Le contexte et les recours
Le différend portait sur certaines réformes juridiques et fiscales ayant affecté l’activité commerciale des demandeurs : ils vendaient des bons de complément de salaire à des employeurs qui les octroient à leurs employés dans le cadre de leur rémunération. Ceux-ci pouvaient ainsi utiliser ces bons pour acheter des biens et services auprès de différentes entreprises adhérentes.
Les investisseurs entrèrent sur le marché hongrois par le biais de leur filiale en propriété exclusive, Le Chèque Déjeuner Kft (CD Hongrie), en 1996, et commencèrent par opérer dans le secteur des bons repas, notamment les bons « repas froid » pouvant être utilisés dans les supermarchés et les épiceries, et les bons « repas chaud » pouvant être utilisés dans les restaurants.

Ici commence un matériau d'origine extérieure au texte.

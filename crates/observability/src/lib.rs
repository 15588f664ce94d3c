//! # Observability
//!
//! Tracing subscriber setup and Prometheus delivery metrics.
//!
//! ## Usage
//!
//! ```ignore
//! observability::init()?;
//!
//! let report = dispatcher.dispatch(batch).await?;
//! aggregator.update(dispatcher.sink_name(), &report, elapsed_ms);
//! ```

pub mod metrics;

use anyhow::{Context, Result};
use metrics_exporter_prometheus::PrometheusBuilder;
use tracing_subscriber::{fmt, layer::SubscriberExt, util::SubscriberInitExt, EnvFilter};

pub use crate::metrics::{
    record_checkpoint, record_dispatch_attempt, record_dispatch_duration_ms,
    record_dispatch_exhausted, record_items, DeliveryStatsAggregator, DeliverySummary,
    RunningStats, StatsSummary,
};

/// Initialize with defaults: JSON logs, Prometheus on 0.0.0.0:9000
pub fn init() -> Result<()> {
    init_with_config(ObservabilityConfig::default())
}

/// Observability configuration
#[derive(Debug, Clone)]
pub struct ObservabilityConfig {
    pub log_format: LogFormat,
    /// Prometheus port (None = disabled)
    pub metrics_port: Option<u16>,
    /// Filter used when `RUST_LOG` is unset
    pub default_log_level: String,
}

impl Default for ObservabilityConfig {
    fn default() -> Self {
        Self {
            log_format: LogFormat::Json,
            metrics_port: Some(9000),
            default_log_level: "info".to_string(),
        }
    }
}

/// Log output format
#[derive(Debug, Clone, Copy, Default, PartialEq, Eq)]
pub enum LogFormat {
    #[default]
    Json,
    Pretty,
    Compact,
}

impl std::str::FromStr for LogFormat {
    type Err = String;

    fn from_str(s: &str) -> Result<Self, Self::Err> {
        match s.to_ascii_lowercase().as_str() {
            "json" => Ok(Self::Json),
            "pretty" => Ok(Self::Pretty),
            "compact" => Ok(Self::Compact),
            other => Err(format!("unknown log format '{other}'")),
        }
    }
}

/// Initialize tracing and, if a port is set, the Prometheus exporter
pub fn init_with_config(config: ObservabilityConfig) -> Result<()> {
    let filter = EnvFilter::try_from_default_env()
        .unwrap_or_else(|_| EnvFilter::new(&config.default_log_level));

    let registry = tracing_subscriber::registry().with(filter);
    match config.log_format {
        LogFormat::Json => registry
            .with(
                fmt::layer()
                    .json()
                    .with_target(true)
                    .with_thread_names(true)
                    .with_file(true)
                    .with_line_number(true),
            )
            .try_init(),
        LogFormat::Pretty => registry.with(fmt::layer().pretty()).try_init(),
        LogFormat::Compact => registry.with(fmt::layer().compact()).try_init(),
    }
    .context("Failed to initialize tracing subscriber")?;

    if let Some(port) = config.metrics_port {
        init_metrics_only(port)?;
    }

    tracing::info!(
        log_format = ?config.log_format,
        metrics_port = ?config.metrics_port,
        "Observability initialized"
    );

    Ok(())
}

/// Install only the Prometheus recorder
pub fn init_metrics_only(port: u16) -> Result<()> {
    PrometheusBuilder::new()
        .with_http_listener(([0, 0, 0, 0], port))
        .install()
        .context("Failed to install Prometheus recorder")?;

    tracing::info!(port, "Prometheus metrics endpoint initialized");
    Ok(())
}

#[cfg(test)]
mod tests {
    use super::*;

    #[test]
    fn test_default_config() {
        let config = ObservabilityConfig::default();
        assert_eq!(config.metrics_port, Some(9000));
        assert_eq!(config.default_log_level, "info");
        assert_eq!(config.log_format, LogFormat::Json);
    }

    #[test]
    fn test_log_format_parse() {
        assert_eq!("PRETTY".parse::<LogFormat>().unwrap(), LogFormat::Pretty);
        assert!("xml".parse::<LogFormat>().is_err());
    }
}
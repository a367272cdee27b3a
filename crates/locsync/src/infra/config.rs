//! Configuration management utilities.

use std::env;
use std::fs;
use std::path::{Path, PathBuf};

use anyhow::{Context, Result};
use dirs_next::config_dir;
use once_cell::sync::Lazy;
use serde::{Deserialize, Serialize};

static DEFAULT_CONFIG: Lazy<&'static str> =
    Lazy::new(|| include_str!("../../assets/default-config.toml"));
static DEFAULT_WORKSPACE_CONFIG_PATH: &str = ".locsync/config.toml";

/// Layered configuration loaded from defaults, user, workspace, and env.
#[derive(Debug, Clone, PartialEq, Eq, Serialize, Deserialize, Default)]
pub struct Config {
    #[serde(default)]
    pub defaults: Defaults,
    #[serde(default)]
    pub export: Export,
}

#[derive(Debug, Clone, PartialEq, Eq, Serialize, Deserialize)]
pub struct Defaults {
    /// Collection that reconciliation writes into.
    #[serde(default = "Defaults::default_collection")]
    pub collection: String,
    /// Mode added when a collection is created without one.
    #[serde(default = "Defaults::default_mode")]
    pub mode: String,
    #[serde(default = "Defaults::default_export_format")]
    pub export_format: String,
    #[serde(default = "Defaults::default_notify_timeout_secs")]
    pub notify_timeout_secs: u64,
}

impl Defaults {
    fn default_collection() -> String {
        "Localized".to_owned()
    }

    fn default_mode() -> String {
        "Default".into()
    }

    fn default_export_format() -> String {
        "csv".into()
    }

    fn default_notify_timeout_secs() -> u64 {
        5
    }
}

impl Default for Defaults {
    fn default() -> Self {
        Self {
            collection: Self::default_collection(),
            mode: Self::default_mode(),
            export_format: Self::default_export_format(),
            notify_timeout_secs: Self::default_notify_timeout_secs(),
        }
    }
}

#[derive(Debug, Clone, PartialEq, Eq, Serialize, Deserialize)]
pub struct Export {
    /// Explicit template name or path; unset, the template follows the
    /// chosen format.
    #[serde(default)]
    template: Option<String>,
    #[serde(default)]
    include_bound: Option<bool>,
    #[serde(default)]
    include_hidden: Option<bool>,
}

impl Export {
    fn default_include_bound() -> bool {
        true
    }

    fn default_include_hidden() -> bool {
        false
    }

    pub fn template(&self) -> Option<&str> {
        self.template.as_deref()
    }

    pub fn include_bound(&self) -> bool {
        self.include_bound.unwrap_or_else(Self::default_include_bound)
    }

    pub fn include_hidden(&self) -> bool {
        self.include_hidden
            .unwrap_or_else(Self::default_include_hidden)
    }
}

impl Default for Export {
    fn default() -> Self {
        Self {
            template: None,
            include_bound: Some(Self::default_include_bound()),
            include_hidden: Some(Self::default_include_hidden()),
        }
    }
}

/// Environment overrides for critical settings.
#[derive(Debug, Default, Clone)]
pub struct EnvOverrides {
    collection: Option<String>,
    export_format: Option<String>,
}

impl EnvOverrides {
    fn from_env() -> Self {
        Self {
            collection: env::var("LOCSYNC_COLLECTION").ok(),
            export_format: env::var("LOCSYNC_EXPORT_FORMAT").ok(),
        }
    }

    #[cfg(test)]
    fn for_tests(collection: &str, export_format: &str) -> Self {
        Self {
            collection: Some(collection.to_owned()),
            export_format: Some(export_format.to_owned()),
        }
    }
}

impl Config {
    /// Load configuration from defaults, user/global config, workspace config, and env overrides.
    pub fn load() -> Result<Self> {
        let env = EnvOverrides::from_env();
        let global = global_config_path();
        let workspace = workspace_config_path()?;
        Self::load_with_layers(global, workspace, env)
    }

    fn load_with_layers(
        global: Option<PathBuf>,
        workspace: Option<PathBuf>,
        env_overrides: EnvOverrides,
    ) -> Result<Self> {
        let mut layers: Vec<Config> = Vec::new();

        layers.push(Self::from_str(&DEFAULT_CONFIG)?);

        if let Some(global_path) = global.filter(|path| path.exists()) {
            layers.push(Self::from_file(&global_path)?);
        }

        if let Some(workspace_path) = workspace.filter(|path| path.exists()) {
            layers.push(Self::from_file(&workspace_path)?);
        }

        let merged = layers.into_iter().reduce(Config::merge).unwrap_or_default();
        Ok(apply_env_overrides(merged, env_overrides))
    }

    fn from_file(path: &Path) -> Result<Self> {
        let data = fs::read_to_string(path)
            .with_context(|| format!("failed to read config file: {}", path.display()))?;
        Self::from_str(&data)
    }

    fn from_str(contents: &str) -> Result<Self> {
        let config: Config =
            toml::from_str(contents).with_context(|| "failed to parse TOML config".to_string())?;
        Ok(config)
    }

    fn merge(self, other: Self) -> Self {
        Self {
            defaults: merge_defaults(self.defaults, other.defaults),
            export: merge_export(self.export, other.export),
        }
    }
}

fn merge_defaults(base: Defaults, overlay: Defaults) -> Defaults {
    Defaults {
        collection: if overlay.collection != Defaults::default_collection() {
            overlay.collection
        } else {
            base.collection
        },
        mode: if overlay.mode != Defaults::default_mode() {
            overlay.mode
        } else {
            base.mode
        },
        export_format: if overlay.export_format != Defaults::default_export_format() {
            overlay.export_format
        } else {
            base.export_format
        },
        notify_timeout_secs: if overlay.notify_timeout_secs
            != Defaults::default_notify_timeout_secs()
        {
            overlay.notify_timeout_secs
        } else {
            base.notify_timeout_secs
        },
    }
}

fn merge_export(mut base: Export, overlay: Export) -> Export {
    if let Some(value) = overlay.template {
        base.template = Some(value);
    }
    if let Some(value) = overlay.include_bound {
        base.include_bound = Some(value);
    }
    if let Some(value) = overlay.include_hidden {
        base.include_hidden = Some(value);
    }
    base
}

fn global_config_path() -> Option<PathBuf> {
    config_dir().map(|base| base.join("locsync/config.toml"))
}

fn workspace_config_path() -> Result<Option<PathBuf>> {
    let cwd = env::current_dir()?;
    let root = find_workspace_root(&cwd).unwrap_or(cwd);
    Ok(Some(root.join(DEFAULT_WORKSPACE_CONFIG_PATH)))
}

fn find_workspace_root(start: &Path) -> Option<PathBuf> {
    let mut current = start;
    loop {
        if current.join(".locsync").exists() {
            return Some(current.to_path_buf());
        }
        match current.parent() {
            Some(parent) => current = parent,
            None => return None,
        }
    }
}

fn apply_env_overrides(mut config: Config, env: EnvOverrides) -> Config {
    if let Some(collection) = env.collection {
        config.defaults.collection = collection;
    }
    if let Some(export_format) = env.export_format {
        config.defaults.export_format = export_format;
    }
    config
}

En 2011, la Hongrie créa deux types de bons pour des avantages en nature : (1) les cartes SZÉP, la version dématérialisée des bons papier, pouvant être utilisées pour différentes marchandises, notamment les « repas chauds » et (2) les bons Erzsébet pouvant être utilisés pour acheter des « repas froids » (et éventuellement des « repas chauds » également). Les investisseurs n’ont pas remplit les prescriptions juridiques pour émettre des cartes SZÉP. Les bons Erzsébet ne pouvaient être émis que par l’entité gouvernementale Magyar Nemzeti Üdülési Alapitvany (MNUA).
D’après les demandeurs, les cartes SZÉP et les bons Erzsébet bénéficiaient de taux fiscaux inférieurs aux bons émis par les demandeurs, ce qui rendait leurs bons moins compétitifs aux yeux des employeurs. Les parts de marchés et les bénéfices de CD Hongrie chutèrent, et l’entreprise dut mettre fin à ses opérations en 2013. Les demandeurs arguèrent que ces réformes donnèrent lieu à l’expropriation de leur investissement et violaient l’obligation TJE de la Hongrie au titre du TBI France-Hongrie.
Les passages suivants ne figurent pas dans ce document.